*** Opening Exercise material ***
use super::{BillingClient, BillingError};
use async_trait::async_trait;
use chrono::Utc;
use rand::{distributions::Alphanumeric, Rng};
use rcly_core::models::{Transaction, TransactionAction, TransactionStatus};
use std::collections::VecDeque;
use std::sync::atomic::{AtomicU32, Ordering};
use std::sync::{Arc, Mutex};
use tokio::time::{sleep, Duration};

/// Offline stand-in for the provider. Scripted failures are returned first,
/// one per call; after that every call succeeds with a generated transaction.
#[derive(Default)]
pub struct MockClient {
    failures: Mutex<VecDeque<BillingError>>,
    calls: AtomicU32,
    latency: Duration,
}

impl MockClient {
    pub fn new() -> Arc<Self> {
        Arc::new(Self {
            latency: Duration::from_millis(50),
            ..Self::default()
        })
    }

    pub fn failing_with(failures: impl IntoIterator<Item = BillingError>) -> Arc<Self> {
        Arc::new(Self {
            failures: Mutex::new(failures.into_iter().collect()),
            ..Self::default()
        })
    }

    pub fn calls(&self) -> u32 {
        self.calls.load(Ordering::SeqCst)
    }

    fn next_failure(&self) -> Option<BillingError> {
        self.failures.lock().ok().and_then(|mut queue| queue.pop_front())
    }
}

#[async_trait]
impl BillingClient for MockClient {
    async fn get_transaction(&self, id: &str) -> Result<Transaction, BillingError> {
        self.calls.fetch_add(1, Ordering::SeqCst);
        if !self.latency.is_zero() {
            // simulate network latency
            let jitter = rand::thread_rng().gen_range(0..=self.latency.as_millis() as u64);
            sleep(Duration::from_millis(jitter)).await;
        }
        if let Some(failure) = self.next_failure() {
            return Err(failure);
        }

        let account_code: String = rand::thread_rng()
            .sample_iter(&Alphanumeric)
            .take(12)
            .map(char::from)
            .collect();
        Ok(Transaction {
            id: Some(id.to_string()),
            account_code: Some(account_code.to_lowercase()),
            action: TransactionAction::Purchase,
            date: Some(Utc::now()),
            amount_in_cents: rand::thread_rng().gen_range(100..10_000),
            currency: Some("USD".to_string()),
            status: TransactionStatus::Success,
            reference: Some(uuid::Uuid::new_v4().to_string()),
            source: Some("transaction".to_string()),
            test: true,
            refundable: true,
            ..Transaction::default()
        })
    }
}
*** Closing Exercise material ***
## Your objective
How many lines in the records above contain the word "jitter"? Answer with the number only.

## Answer to this problem
2